IL GAZZETTINO - 12 febbraio 2003

L'Uisp, che ha in gestione la struttura, replica alle accuse di abbandono formulate dal presidente della società "Delfino"
«PISCINA, L'IMPIANTO E' INTEGRO»

Sono già in corso le opere di ripristino in vista dell'avvio della prossima stagione

Chioggia
L'Uisp Chioggia, società cooperativa scarl, che ha la gestione della piscina comunale, risponde alle accuse di abbandono dell'impianto formulate di recente da Lucio Zodiaco, presidente dell'associazione sportiva "Delfino". "Non risulta facile difendersi dalle iniziative di vandali o malintenzionati che s'introducono non autorizzati all'interno dell'impianto natatorio per provocare danni alle strutture", si difende l'Uisp, che si rivolge al sindaco per rassicurare sull'integrità dell'impianto, e auspica anche che chiunque si accorga di situazioni di pericolo per la struttura a causa di raid vandalici, le segnali immediatamente per consentire puntuali interventi di ripristino. Quanto alla "vistosa buca" sulla rampa di accesso che porta alla sala filtraggio, da tempo è all'attenzione dei responsabili della piscina e viene costantemente monitorata "per comprendere la causa di tale fenomeno". I danni alla recinzione sono probabilmente conseguenti all'ingresso nell'impianto di estranei che l'hanno scavalcata.
Quanto all'attivazione e alla chiusura stagionale dell'impianto natatorio, se ne occupa "personale specializzato, che ha realizzato la parte impiantistica del complesso in fase di costruzione". Sono comunque già in corso le opere di ripristino in vista della prossima stagione.
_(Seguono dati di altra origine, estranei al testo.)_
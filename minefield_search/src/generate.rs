// Random graph synthesis.
//
// Places `node_count` nodes uniformly inside a cubic region, independently
// flags each as a mine with `mine_probability`, then links every unordered
// pair closer than `connection_radius`, weighted by Euclidean distance.
//
// The pair scan is O(N²) by design: the caller bounds N, and the scan must
// evaluate every pair against the radius anyway. No spatial index.
//
// See also: `config.rs` for the parameters, `graph.rs` for the structures
// produced, `minefield_prng` for the seeded randomness source.
//
// **Critical constraint: determinism.** Given the same config and RNG seed,
// generation produces an identical graph: ids `n0..n{N-1}` in order, links in
// ascending pair order.

use crate::config::GeneratorConfig;
use crate::graph::{Graph, Link, Node};
use crate::types::{NodeId, Point3};
use minefield_prng::SearchRng;

/// Generate a random graph from the given parameters.
///
/// Pure aside from consuming the RNG: no self-loops, no duplicate links, no
/// id collisions. Panics if `node_count`, `connection_radius`, or
/// `region_half_extent` is not positive.
pub fn generate(config: &GeneratorConfig, rng: &mut SearchRng) -> Graph {
    assert!(config.node_count > 0, "generate: node_count must be positive");
    assert!(
        config.connection_radius > 0.0,
        "generate: connection_radius must be positive"
    );
    assert!(
        config.region_half_extent > 0.0,
        "generate: region_half_extent must be positive"
    );

    let half = config.region_half_extent;
    let nodes: Vec<Node> = (0..config.node_count)
        .map(|i| Node {
            id: NodeId::new(format!("n{i}")),
            position: Point3::new(
                rng.range_f32(-half, half),
                rng.range_f32(-half, half),
                rng.range_f32(-half, half),
            ),
            mine: rng.random_bool(config.mine_probability),
        })
        .collect();

    let mut links = Vec::new();
    for i in 0..nodes.len() {
        for j in (i + 1)..nodes.len() {
            let weight = nodes[i].position.distance(nodes[j].position);
            if weight < config.connection_radius {
                links.push(Link {
                    source: nodes[i].id.clone(),
                    target: nodes[j].id.clone(),
                    weight,
                });
            }
        }
    }

    Graph { nodes, links }
}
// Deterministic, portable pseudo-random number generator.
//
// Implements xoshiro256++ (Blackman & Vigna, 2019) with SplitMix64 seeding.
// This is a hand-rolled implementation with zero external dependencies, chosen
// for portability and to guarantee identical output across all platforms.
//
// This crate is the single source of randomness in the Minefield Search
// project: `minefield_search` draws node positions and mine flags from it
// during graph generation. By avoiding external RNG crates (like `rand`) we
// guarantee that a given seed always produces the same graph, which makes
// generated-graph test failures reproducible.
//
// **Critical constraint: determinism.** Every method on `SearchRng` must
// produce identical output given the same prior state, regardless of platform,
// compiler version, or optimization level. Do not use floating-point
// arithmetic in the core generator, stdlib PRNG, or any source of
// non-determinism in this module.

use serde::{Deserialize, Serialize};

/// Xoshiro256++ PRNG — the project's sole source of randomness.
///
/// Graph generation owns a `SearchRng` seeded by the caller. The search
/// engines themselves consume no randomness at all; only generation does.
#[derive(Clone, Debug, Serialize, Deserialize)]
pub struct SearchRng {
    s: [u64; 4],
}

impl SearchRng {
    /// Create a new PRNG seeded from a `u64`.
    ///
    /// Uses SplitMix64 to expand the seed into the 256-bit internal state.
    /// Two `SearchRng` instances created with the same seed will produce
    /// identical output sequences.
    pub fn new(seed: u64) -> Self {
        let mut sm = seed;
        Self {
            s: [
                splitmix64(&mut sm),
                splitmix64(&mut sm),
                splitmix64(&mut sm),
                splitmix64(&mut sm),
            ],
        }
    }

    /// Generate the next `u64` in the sequence.
    pub fn next_u64(&mut self) -> u64 {
        let result = (self.s[0].wrapping_add(self.s[3]))
            .rotate_left(23)
            .wrapping_add(self.s[0]);

        let t = self.s[1] << 17;

        self.s[2] ^= self.s[0];
        self.s[3] ^= self.s[1];
        self.s[1] ^= self.s[2];
        self.s[0] ^= self.s[3];

        self.s[2] ^= t;
        self.s[3] = self.s[3].rotate_left(45);

        result
    }

    /// Generate a uniform `f32` in [0, 1).
    ///
    /// Uses the upper 24 bits of a `u64` to fill the mantissa of an f32.
    /// This is the standard technique — 24 bits gives full f32 precision.
    pub fn next_f32(&mut self) -> f32 {
        (self.next_u64() >> 40) as f32 / (1u64 << 24) as f32
    }

    /// Generate a uniform random value in `[low, high)`.
    ///
    /// Panics if `low >= high`.
    pub fn range_f32(&mut self, low: f32, high: f32) -> f32 {
        assert!(low < high, "range_f32: low must be less than high");
        low + self.next_f32() * (high - low)
    }

    /// Generate a uniform random `usize` in `[low, high)`.
    ///
    /// Uses rejection sampling to avoid modulo bias.
    /// Panics if `low >= high`.
    pub fn range_usize(&mut self, low: usize, high: usize) -> usize {
        assert!(low < high, "range_usize: low must be less than high");
        let (low, high) = (low as u64, high as u64);
        let range = high - low;
        if range.is_power_of_two() {
            return (low + (self.next_u64() & (range - 1))) as usize;
        }
        // Rejection sampling to avoid modulo bias.
        let threshold = range.wrapping_neg() % range; // = (2^64 - range) % range
        loop {
            let r = self.next_u64();
            if r >= threshold {
                return (low + (r % range)) as usize;
            }
        }
    }

    /// Return `true` with probability `p`, `false` otherwise.
    ///
    /// `p` should be in [0.0, 1.0]. Values outside this range are clamped:
    /// `p <= 0.0` always returns false, `p >= 1.0` always returns true.
    pub fn random_bool(&mut self, p: f32) -> bool {
        self.next_f32() < p
    }
}

/// SplitMix64 — used only for seeding xoshiro256++ from a single `u64`.
///
/// This is the standard recommendation from the xoshiro authors for
/// expanding a small seed into a larger state.
fn splitmix64(state: &mut u64) -> u64 {
    *state = state.wrapping_add(0x9e37_79b9_7f4a_7c15);
    let mut z = *state;
    z = (z ^ (z >> 30)).wrapping_mul(0xbf58_476d_1ce4_e5b9);
    z = (z ^ (z >> 27)).wrapping_mul(0x94d0_49bb_1331_11eb);
    z ^ (z >> 31)
}
// Dijkstra and A* search engines over the adjacency index.
//
// Both engines share the same skeleton: a `MinQueue` of pending nodes, a
// per-node tentative cost map, a predecessor map, and a settled-set that
// discards stale queue entries on extraction. Every settlement appends one
// `VisitedStep`, producing the ordered trail a replay collaborator animates.
//
// The mine rule: settling a mined node that is neither start nor end aborts
// the search immediately. The outcome then carries the detonation point and
// the partial trail, not a path.
//
// See also: `queue.rs` for the priority queue, `graph.rs` for the adjacency
// index being walked, `generate.rs` for where mined graphs come from.
//
// **Critical constraint: determinism.** A search is a pure function of the
// graph snapshot, the endpoints, and the algorithm. Settlement order is fixed
// by the queue's (priority, insertion) total order; no hash-map iteration
// order ever reaches the output.

use crate::graph::{AdjacencyIndex, Graph};
use crate::queue::MinQueue;
use crate::types::{Algorithm, NodeId, Point3};
use rustc_hash::{FxHashMap, FxHashSet};
use serde::{Deserialize, Serialize};

/// One settlement event: the node committed, and the predecessor it was
/// reached through (`None` for the start node).
///
/// A node appears at most once per search, in the exact order the engine
/// settled it. This sequence is the replay contract.
#[derive(Clone, Debug, PartialEq, Eq, Serialize, Deserialize)]
pub struct VisitedStep {
    pub node: NodeId,
    pub from: Option<NodeId>,
}

/// The result of one search invocation.
#[derive(Clone, Debug, PartialEq, Serialize, Deserialize)]
pub struct SearchOutcome {
    /// Ordered node ids start→end inclusive; empty when no path was found or
    /// the search detonated a mine.
    pub path: Vec<NodeId>,
    /// Settlement trail, in order. Present in every outcome, including mine
    /// aborts (where it ends at the detonation step).
    pub steps: Vec<VisitedStep>,
    /// Total path cost; 0 when `path` is empty.
    pub cost: f32,
    /// The mined node that aborted the search, if any.
    pub exploded_at: Option<NodeId>,
}

impl SearchOutcome {
    fn no_path(steps: Vec<VisitedStep>) -> Self {
        Self {
            path: Vec::new(),
            steps,
            cost: 0.0,
            exploded_at: None,
        }
    }

    fn detonation(steps: Vec<VisitedStep>, at: NodeId) -> Self {
        Self {
            path: Vec::new(),
            steps,
            cost: 0.0,
            exploded_at: Some(at),
        }
    }

    /// True when a path was found.
    pub fn found(&self) -> bool {
        !self.path.is_empty()
    }

    /// True when the search aborted on a mine.
    pub fn detonated(&self) -> bool {
        self.exploded_at.is_some()
    }
}

/// Run a shortest-path search from `start` to `end`.
///
/// Builds the adjacency index internally and dispatches on `algorithm`.
/// A start or end id missing from the graph is reported as "no path", not as
/// a distinct error — absence of a path is a value here, never a fault.
pub fn search(graph: &Graph, start: &NodeId, end: &NodeId, algorithm: Algorithm) -> SearchOutcome {
    if !graph.contains(start) || !graph.contains(end) {
        return SearchOutcome::no_path(Vec::new());
    }
    let adjacency = graph.adjacency();
    match algorithm {
        Algorithm::Dijkstra => dijkstra(graph, &adjacency, start, end),
        Algorithm::AStar => astar(graph, &adjacency, start, end),
    }
}

/// Uniform-cost search. Priority = tentative distance from start.
fn dijkstra(
    graph: &Graph,
    adjacency: &AdjacencyIndex,
    start: &NodeId,
    end: &NodeId,
) -> SearchOutcome {
    let mined = mined_ids(graph);
    let mut distance: FxHashMap<NodeId, f32> = graph
        .nodes
        .iter()
        .map(|n| (n.id.clone(), f32::INFINITY))
        .collect();
    let mut predecessor: FxHashMap<NodeId, NodeId> = FxHashMap::default();
    let mut settled: FxHashSet<NodeId> = FxHashSet::default();
    let mut steps: Vec<VisitedStep> = Vec::new();

    distance.insert(start.clone(), 0.0);
    let mut queue = MinQueue::new();
    queue.push(start.clone(), 0.0);

    while let Some(u) = queue.pop() {
        // Stale entry: a cheaper copy of u was already settled.
        if settled.contains(&u) {
            continue;
        }
        settled.insert(u.clone());
        steps.push(VisitedStep {
            node: u.clone(),
            from: predecessor.get(&u).cloned(),
        });

        if mined.contains(&u) && &u != start && &u != end {
            return SearchOutcome::detonation(steps, u);
        }
        if &u == end {
            break;
        }

        let du = distance[&u];
        for (v, w) in adjacency.neighbors(&u) {
            let candidate = du + *w;
            if candidate < distance[v] {
                distance.insert(v.clone(), candidate);
                predecessor.insert(v.clone(), u.clone());
                queue.push(v.clone(), candidate);
            }
        }
    }

    finish(&distance, &predecessor, start, end, graph.node_count(), steps)
}

/// Heuristic-guided search. Priority = tentative cost + straight-line
/// distance to the end position.
///
/// Precondition: edge weights are at least the Euclidean distance between
/// their endpoints (true for generated graphs, where they are equal), which
/// makes the heuristic admissible and consistent. The first extraction of
/// `end` is then optimal, so the engine stops there without draining the
/// queue.
fn astar(graph: &Graph, adjacency: &AdjacencyIndex, start: &NodeId, end: &NodeId) -> SearchOutcome {
    let mined = mined_ids(graph);
    let positions: FxHashMap<NodeId, Point3> = graph
        .nodes
        .iter()
        .map(|n| (n.id.clone(), n.position))
        .collect();
    let goal = positions[end];

    let mut g_score: FxHashMap<NodeId, f32> = graph
        .nodes
        .iter()
        .map(|n| (n.id.clone(), f32::INFINITY))
        .collect();
    let mut predecessor: FxHashMap<NodeId, NodeId> = FxHashMap::default();
    let mut settled: FxHashSet<NodeId> = FxHashSet::default();
    let mut steps: Vec<VisitedStep> = Vec::new();

    g_score.insert(start.clone(), 0.0);
    let mut queue = MinQueue::new();
    queue.push(start.clone(), positions[start].distance(goal));

    while let Some(u) = queue.pop() {
        // End and mine outcomes are recognized on extraction, before the
        // settled-set guard: a node enters the trail the first time it is
        // ever extracted. Both branches terminate the search, so neither can
        // re-trigger on a later duplicate extraction.
        if &u == end {
            steps.push(VisitedStep {
                node: u.clone(),
                from: predecessor.get(&u).cloned(),
            });
            break;
        }
        if mined.contains(&u) && &u != start {
            steps.push(VisitedStep {
                node: u.clone(),
                from: predecessor.get(&u).cloned(),
            });
            return SearchOutcome::detonation(steps, u);
        }
        if settled.contains(&u) {
            continue;
        }
        settled.insert(u.clone());
        steps.push(VisitedStep {
            node: u.clone(),
            from: predecessor.get(&u).cloned(),
        });

        let gu = g_score[&u];
        for (v, w) in adjacency.neighbors(&u) {
            if settled.contains(v) {
                continue;
            }
            let tentative = gu + *w;
            if tentative < g_score[v] {
                g_score.insert(v.clone(), tentative);
                predecessor.insert(v.clone(), u.clone());
                let f = tentative + positions[v].distance(goal);
                queue.push(v.clone(), f);
            }
        }
    }

    finish(&g_score, &predecessor, start, end, graph.node_count(), steps)
}

/// Shared epilogue: turn the cost/predecessor maps into an outcome.
fn finish(
    cost: &FxHashMap<NodeId, f32>,
    predecessor: &FxHashMap<NodeId, NodeId>,
    start: &NodeId,
    end: &NodeId,
    node_count: usize,
    steps: Vec<VisitedStep>,
) -> SearchOutcome {
    let total = cost.get(end).copied().unwrap_or(f32::INFINITY);
    if !total.is_finite() {
        return SearchOutcome::no_path(steps);
    }
    match reconstruct_path(predecessor, start, end, node_count) {
        Some(path) => SearchOutcome {
            path,
            steps,
            cost: total,
            exploded_at: None,
        },
        None => SearchOutcome::no_path(steps),
    }
}

/// Unwind predecessor links backward from `end`, then reverse into
/// start→end order.
///
/// Returns `None` if the chain grows past the node count (cycle guard for a
/// corrupted predecessor map) or does not terminate at `start`; the caller
/// degrades that to a no-path outcome rather than reporting a wrong path.
fn reconstruct_path(
    predecessor: &FxHashMap<NodeId, NodeId>,
    start: &NodeId,
    end: &NodeId,
    node_count: usize,
) -> Option<Vec<NodeId>> {
    let mut path = vec![end.clone()];
    let mut current = end;
    while let Some(prev) = predecessor.get(current) {
        if path.len() > node_count {
            return None;
        }
        path.push(prev.clone());
        current = prev;
    }
    if path.last() != Some(start) {
        return None;
    }
    path.reverse();
    Some(path)
}

fn mined_ids(graph: &Graph) -> FxHashSet<NodeId> {
    graph
        .nodes
        .iter()
        .filter(|n| n.mine)
        .map(|n| n.id.clone())
        .collect()
}
// Graph model and adjacency index.
//
// A `Graph` is a flat set of `Node`s (positions, optionally mined) and
// undirected `Link`s (weighted id pairs). Links are stored once per unordered
// pair; the derived `AdjacencyIndex` exposes traversal in both directions.
//
// Links carry node *identifiers*, never references to node objects — an edge
// endpoint is always resolved through the graph at lookup time.
//
// See also: `generate.rs` for random graph synthesis, `search.rs` for the
// engines that walk the adjacency index.
//
// **Critical constraint: determinism.** Node and link order is the insertion
// order. The adjacency index is backed by a hash map, but its per-node
// neighbor lists are built in link order and map iteration order is never
// observed — only `neighbors()` lookups are.

use crate::types::{NodeId, Point3};
use minefield_prng::SearchRng;
use rustc_hash::FxHashMap;
use serde::{Deserialize, Serialize};
use smallvec::SmallVec;

/// A graph node — a position in space that a search can settle.
#[derive(Clone, Debug, PartialEq, Serialize, Deserialize)]
pub struct Node {
    pub id: NodeId,
    pub position: Point3,
    /// Mined nodes abort a search that settles them, unless they are the
    /// search's start or end.
    pub mine: bool,
}

/// An undirected, weighted link between two nodes, stored once per pair.
#[derive(Clone, Debug, PartialEq, Serialize, Deserialize)]
pub struct Link {
    pub source: NodeId,
    pub target: NodeId,
    /// Non-negative traversal cost (the Euclidean distance at generation time).
    pub weight: f32,
}

/// The graph container.
///
/// Exactly one graph is "current" from the caller's point of view; generating
/// a replacement invalidates any search outcome computed against the old one
/// (the caller is responsible for discarding stale outcomes).
#[derive(Clone, Debug, Default, PartialEq, Serialize, Deserialize)]
pub struct Graph {
    pub nodes: Vec<Node>,
    pub links: Vec<Link>,
}

impl Graph {
    pub fn new() -> Self {
        Self::default()
    }

    /// Add a node. Returns its id for convenience when building by hand.
    pub fn add_node(&mut self, id: impl Into<NodeId>, position: Point3, mine: bool) -> NodeId {
        let id = id.into();
        self.nodes.push(Node {
            id: id.clone(),
            position,
            mine,
        });
        id
    }

    /// Add an undirected link. The adjacency index will expose it in both
    /// directions regardless of which endpoint is recorded as `source`.
    pub fn add_link(&mut self, source: impl Into<NodeId>, target: impl Into<NodeId>, weight: f32) {
        self.links.push(Link {
            source: source.into(),
            target: target.into(),
            weight,
        });
    }

    /// Look up a node by id.
    pub fn node(&self, id: &NodeId) -> Option<&Node> {
        self.nodes.iter().find(|n| &n.id == id)
    }

    pub fn contains(&self, id: &NodeId) -> bool {
        self.node(id).is_some()
    }

    pub fn node_count(&self) -> usize {
        self.nodes.len()
    }

    pub fn link_count(&self) -> usize {
        self.links.len()
    }

    /// Clear the mine flag on a node, if present.
    ///
    /// A collaborator typically calls this on its chosen start and end before
    /// searching, to guarantee the endpoints are never mined. The search
    /// engines additionally exempt start/end from the mine rule themselves.
    pub fn clear_mine(&mut self, id: &NodeId) {
        if let Some(node) = self.nodes.iter_mut().find(|n| &n.id == id) {
            node.mine = false;
        }
    }

    /// Pick a uniformly random node, e.g. when a collaborator wants random
    /// search endpoints. `None` on an empty graph.
    pub fn random_node(&self, rng: &mut SearchRng) -> Option<&Node> {
        if self.nodes.is_empty() {
            return None;
        }
        Some(&self.nodes[rng.range_usize(0, self.nodes.len())])
    }

    /// Build the bidirectional adjacency index for this graph.
    pub fn adjacency(&self) -> AdjacencyIndex {
        AdjacencyIndex::build(self)
    }
}

/// Per-node neighbor list: `(neighbor id, link weight)` pairs in link order.
type NeighborList = SmallVec<[(NodeId, f32); 8]>;

/// Bidirectional neighbor lookup derived from a `Graph`.
///
/// Contains an entry (possibly empty) for every node id, including isolated
/// nodes. Symmetric by construction: if B appears under A with weight w, A
/// appears under B with weight w.
#[derive(Clone, Debug, Default)]
pub struct AdjacencyIndex {
    map: FxHashMap<NodeId, NeighborList>,
}

impl AdjacencyIndex {
    fn build(graph: &Graph) -> Self {
        let mut map: FxHashMap<NodeId, NeighborList> = FxHashMap::default();
        for node in &graph.nodes {
            map.entry(node.id.clone()).or_default();
        }
        for link in &graph.links {
            // A link endpoint not present in the node set is skipped rather
            // than faulting.
            if !map.contains_key(&link.source) || !map.contains_key(&link.target) {
                continue;
            }
            if let Some(list) = map.get_mut(&link.source) {
                list.push((link.target.clone(), link.weight));
            }
            if let Some(list) = map.get_mut(&link.target) {
                list.push((link.source.clone(), link.weight));
            }
        }
        Self { map }
    }

    /// Neighbors of a node, in link order. Unknown ids yield an empty slice.
    pub fn neighbors(&self, id: &NodeId) -> &[(NodeId, f32)] {
        self.map.get(id).map_or(&[], |list| list.as_slice())
    }

    pub fn contains(&self, id: &NodeId) -> bool {
        self.map.contains_key(id)
    }

    /// Number of indexed nodes (equals the graph's node count).
    pub fn len(&self) -> usize {
        self.map.len()
    }

    pub fn is_empty(&self) -> bool {
        self.map.is_empty()
    }
}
Uisp, sostiene il presidente Ermanno Boscolo, si mette a disposizione "per una visita di sopralluogo sia all'esterno sia all'interno del fabbricato" per verificare la qualità della gestione.
Per quanto attiene la gestione dell'anno scorso Uisp sostiene di aver provveduto alla diversificazione dell'attività in modo da incrementare le entrate per ridurre sempre più il grado di dipendenza da pubbliche sovvenzioni. "Per l'anno in corso - spiega Uisp - stiamo programmando una serie di iniziative (parzialmente sperimentate l'anno scorso) di collaborazione con altre associazioni sportive locali per l'apertura anche serale". Uisp ha ricevuto inoltre richiesta d'uso della piscina per un "camp" giovanile di alcune settimane, che prevede anche il soggiorno dei partecipanti nelle strutture turistiche locali. Una gestione - conclude Uisp - incardinata sui principi dell'uso della struttura, della presenza di personale competenete, dell'estensione dell'orario di apertura.

G. B.

QUALE RISPOSTA MIGLIORE SE NON QUELLA DI RIPORTARE UN COMMENTO DAL NOSTRO FORUM
Avete letto il gazzettino del 12 febbraio?
Ma il presidente dell'UISP CHIOGGIA ha bevuto? e non certo acqua clorata!
Prende i soldi del contributo comunale anche per la custodia invernale della piscina e delega a tutti i chioggiotti di buona volontà che gli segnalino i malintenzionati.
La recinzione cade perchè stata scavalcata proprio nel punto dove è alta più di tre metri!
La buca sulla rampa è monitorata ma, casualità, è sistemata (di corsa) nella stessa mattina in cui esce l'articolo sullo stato d'abbandono della piscina. Il personale specializzato che il presidente UISP cita nell'articolo e che ha chiuso l'impianto a fine estate, deve essere lo stesso che ha allagato la spiaggia con le lagnanze della "Nuova Marina" e che ha lasciato la barriera antivento sulla recinzione facendola crollare sotto la bora.
MA DAI! Lui ha bevuto, ma noi NOOOOOO !!